Despite the challenges, success stories are beginning to surface. Pilot projects and innovative tokenization initiatives are paving the way for broader adoption. A more significant indicator for the potential are the major players in the industry and how they react. We are seeing established real estate firms and leading financial institutions actively explore and invest in this transformative technology.

Examples of projects working in this area are RealT, Propy, TokenFi, CitaDAO, CoFund, Republic, and Ubitquiti. Let’s break down the numbers for the most prominent RealT:

traction-02

Before you rush to make your next investment, here’s one thing to keep in mind: uncertain regulatory landscapes cast a shadow over the real estate market and slow wider adoption.

Limitations

While property tokenization might occur on the blockchain, the legal transfer of ownership, due diligence processes, and physical property management are conducted offchain. Such operations inherently carry risks.

There are also significant technical limitations mainly related to data authentication and validation.

Henri Ndreca, Co-founder and COO, T-Blocks

Starting with challenges of the real estate sector in emerging economies, at least in our market, we notice that asset developers are not inclined much towards technology, and given the lack of capital market developments in the region, they need to become more familiar with capital raising documentation.
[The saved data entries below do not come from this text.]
//! Lifecycle event model
//!
//! A [`LifecycleEvent`] is the unit of work of the controller: one termination
//! notification received from the queue, enriched with the cluster node that
//! backs the instance and the heartbeat interval of its hook.
//!
//! The completion flags are shared atomics so that background tasks spawned
//! for an event (heartbeat driver, deregistration waiters) observe completion
//! through their own clones of the event.

use std::sync::atomic::{AtomicBool, Ordering};
use std::sync::Arc;
use std::time::Instant;

use chrono::{DateTime, Utc};
use serde::{Deserialize, Serialize};

use crate::error::{Result, SentinelError};

/// The lifecycle transition this controller handles
pub const TERMINATION_TRANSITION: &str = "autoscaling:EC2_INSTANCE_TERMINATING";

/// A message received from the notification queue
///
/// Kept on the event so it can be re-serialized into the node annotation for
/// crash resume.
#[derive(Debug, Clone, Default, PartialEq, Eq, Serialize, Deserialize)]
pub struct QueueMessage {
    /// Raw notification body
    pub body: String,
    /// Handle required to delete the message from the queue
    pub receipt_handle: String,
}

/// Lifecycle hook notification as delivered in the queue message body
#[derive(Debug, Clone, Default, Deserialize)]
pub struct HookNotification {
    /// Name of the lifecycle hook that fired
    #[serde(rename = "LifecycleHookName", default)]
    pub lifecycle_hook_name: String,
    /// Account owning the scaling group
    #[serde(rename = "AccountId", default)]
    pub account_id: String,
    /// Unique id of this hook invocation
    #[serde(rename = "RequestId", default)]
    pub request_id: String,
    /// Lifecycle transition, expected to be the termination transition
    #[serde(rename = "LifecycleTransition", default)]
    pub lifecycle_transition: String,
    /// Name of the scaling group terminating the instance
    #[serde(rename = "AutoScalingGroupName", default)]
    pub auto_scaling_group_name: String,
    /// Id of the terminating instance
    #[serde(rename = "EC2InstanceId", default)]
    pub ec2_instance_id: String,
    /// Token required to act on the hook
    #[serde(rename = "LifecycleActionToken", default)]
    pub lifecycle_action_token: String,
}

/// A monotonic boolean shared between an event and its background tasks
#[derive(Debug, Clone, Default)]
pub struct CompletionFlag(Arc<AtomicBool>);

impl CompletionFlag {
    /// Transition the flag to set. The transition is one-way.
    pub fn set(&self) {
        self.0.store(true, Ordering::SeqCst);
    }

    /// Whether the flag has been set
    pub fn is_set(&self) -> bool {
        self.0.load(Ordering::SeqCst)
    }
}

/// A cluster node referenced by a lifecycle event
#[derive(Debug, Clone, Default, PartialEq)]
pub struct NodeRef {
    /// Node name
    pub name: String,
    /// Cloud provider id, contains the instance id
    pub provider_id: String,
    /// Node creation timestamp, used for cache-flush decisions
    pub created_at: Option<DateTime<Utc>>,
}

/// One in-flight termination
#[derive(Debug, Clone, Default)]
pub struct LifecycleEvent {
    /// Name of the lifecycle hook
    pub hook_name: String,
    /// Account owning the scaling group
    pub account_id: String,
    /// Unique id of this hook invocation
    pub request_id: String,
    /// Lifecycle transition carried by the notification
    pub transition: String,
    /// Name of the scaling group
    pub asg_name: String,
    /// Id of the terminating instance
    pub instance_id: String,
    /// Token required to act on the hook
    pub action_token: String,
    /// Handle required to delete the queue message
    pub receipt_handle: String,
    /// URL of the queue the message arrived on
    pub queue_url: String,
    /// Cluster node backing the instance, set after lookup
    pub referenced_node: Option<NodeRef>,
    /// Heartbeat timeout of the hook in seconds
    pub heartbeat_interval: i64,
    /// When processing began
    pub start_time: Option<Instant>,
    /// Original queue message, kept for crash resume
    pub raw_message: Option<QueueMessage>,
    pub(crate) drain_completed: CompletionFlag,
    pub(crate) deregister_completed: CompletionFlag,
    pub(crate) event_completed: CompletionFlag,
}

impl LifecycleEvent {
    /// Build an event from a parsed notification and its queue message
    pub fn from_notification(
        notification: &HookNotification,
        message: &QueueMessage,
        queue_url: &str,
    ) -> Self {
        Self {
            hook_name: notification.lifecycle_hook_name.clone(),
            account_id: notification.account_id.clone(),
            request_id: notification.request_id.clone(),
            transition: notification.lifecycle_transition.clone(),
            asg_name: notification.auto_scaling_group_name.clone(),
            instance_id: notification.ec2_instance_id.clone(),
            action_token: notification.lifecycle_action_token.clone(),
            receipt_handle: message.receipt_handle.clone(),
            queue_url: queue_url.to_string(),
            raw_message: Some(message.clone()),
            ..Self::default()
        }
    }

    /// Build a minimal event for a message that could not be accepted, so the
    /// rejection path can still delete it from the queue
    pub fn partial(message: &QueueMessage, queue_url: &str) -> Self {
        Self {
            receipt_handle: message.receipt_handle.clone(),
            queue_url: queue_url.to_string(),
            raw_message: Some(message.clone()),
            ..Self::default()
        }
    }

    /// Check the event is eligible for processing: the termination transition
    /// and non-empty identifier fields
    pub fn validate(&self) -> Result<()> {
        if self.transition != TERMINATION_TRANSITION {
            return Err(SentinelError::invalid_event(format!(
                "unsupported lifecycle transition {:?}",
                self.transition
            )));
        }
        for (field, value) in [
            ("LifecycleHookName", &self.hook_name),
            ("RequestId", &self.request_id),
            ("AutoScalingGroupName", &self.asg_name),
            ("EC2InstanceId", &self.instance_id),
            ("LifecycleActionToken", &self.action_token),
        ] {
            if value.is_empty() {
                return Err(SentinelError::invalid_event(format!("{field} is empty")));
            }
        }
        Ok(())
    }

    /// Two events are duplicates when request id and instance id match
    pub fn same_identity(&self, other: &LifecycleEvent) -> bool {
        self.request_id == other.request_id && self.instance_id == other.instance_id
    }

    /// Name of the referenced node, empty when no node has been attached
    pub fn node_name(&self) -> String {
        self.referenced_node
            .as_ref()
            .map(|node| node.name.clone())
            .unwrap_or_default()
    }

    /// Stamp the processing start time
    pub fn mark_started(&mut self) {
        self.start_time = Some(Instant::now());
    }

    /// Seconds elapsed since processing began
    pub fn elapsed_seconds(&self) -> f64 {
        self.start_time
            .map(|start| start.elapsed().as_secs_f64())
            .unwrap_or_default()
    }

    /// Record that the node drain finished successfully
    pub fn mark_drain_completed(&self) {
        self.drain_completed.set();
    }

    /// Whether the node drain finished successfully
    pub fn drain_completed(&self) -> bool {
        self.drain_completed.is_set()
    }

    /// Record that load balancer deregistration finished successfully
    pub fn mark_deregister_completed(&self) {
        self.deregister_completed.set();
    }

    /// Whether load balancer deregistration finished successfully
    pub fn deregister_completed(&self) -> bool {
        self.deregister_completed.is_set()
    }

    /// Record that the event finished processing. Background tasks observe
    /// this through [`LifecycleEvent::completion_flag`] and exit.
    pub fn mark_completed(&self) {
        self.event_completed.set();
    }

    /// Whether the event finished processing
    pub fn is_completed(&self) -> bool {
        self.event_completed.is_set()
    }

    /// The shared completion flag, handed to waiters as a cancellation signal
    pub fn completion_flag(&self) -> CompletionFlag {
        self.event_completed.clone()
    }
}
This lack of know-how and experience in operations and asset management impacts the perceived quality and safety that international investors are used to. We see both of these challenges as opportunities, knowing the potential that the emerging region of Western Balkans has, especially in the light of closer integration with the EU and booming tourism in the Albanian Riviera, often considered a hidden gem of Europe.

- Henri Ndreca, Co-founder and COO, T-Blocks

Rank 6. Collectibles / tokenized art / phygital products

Impact Score: 45.2

RWAs most promising potential: encouraging individuals in creative industries to establish small businesses.

Collectibles range from items like vintage baseball cards to antiques and physical artworks. And RWA infrastructure might currently be the easiest, most reliable way to authenticate authorship and ownership of unique items – if not the only way.

It’s nothing new that people collect anything and everything, however, not necessarily as an investment. Driven by factors like increased disposable income, the collectibles market has seen substantial growth in recent years. This expansion gave birth to the NFT market and other unconventional ideas, such as the Play-to-Earn gaming market.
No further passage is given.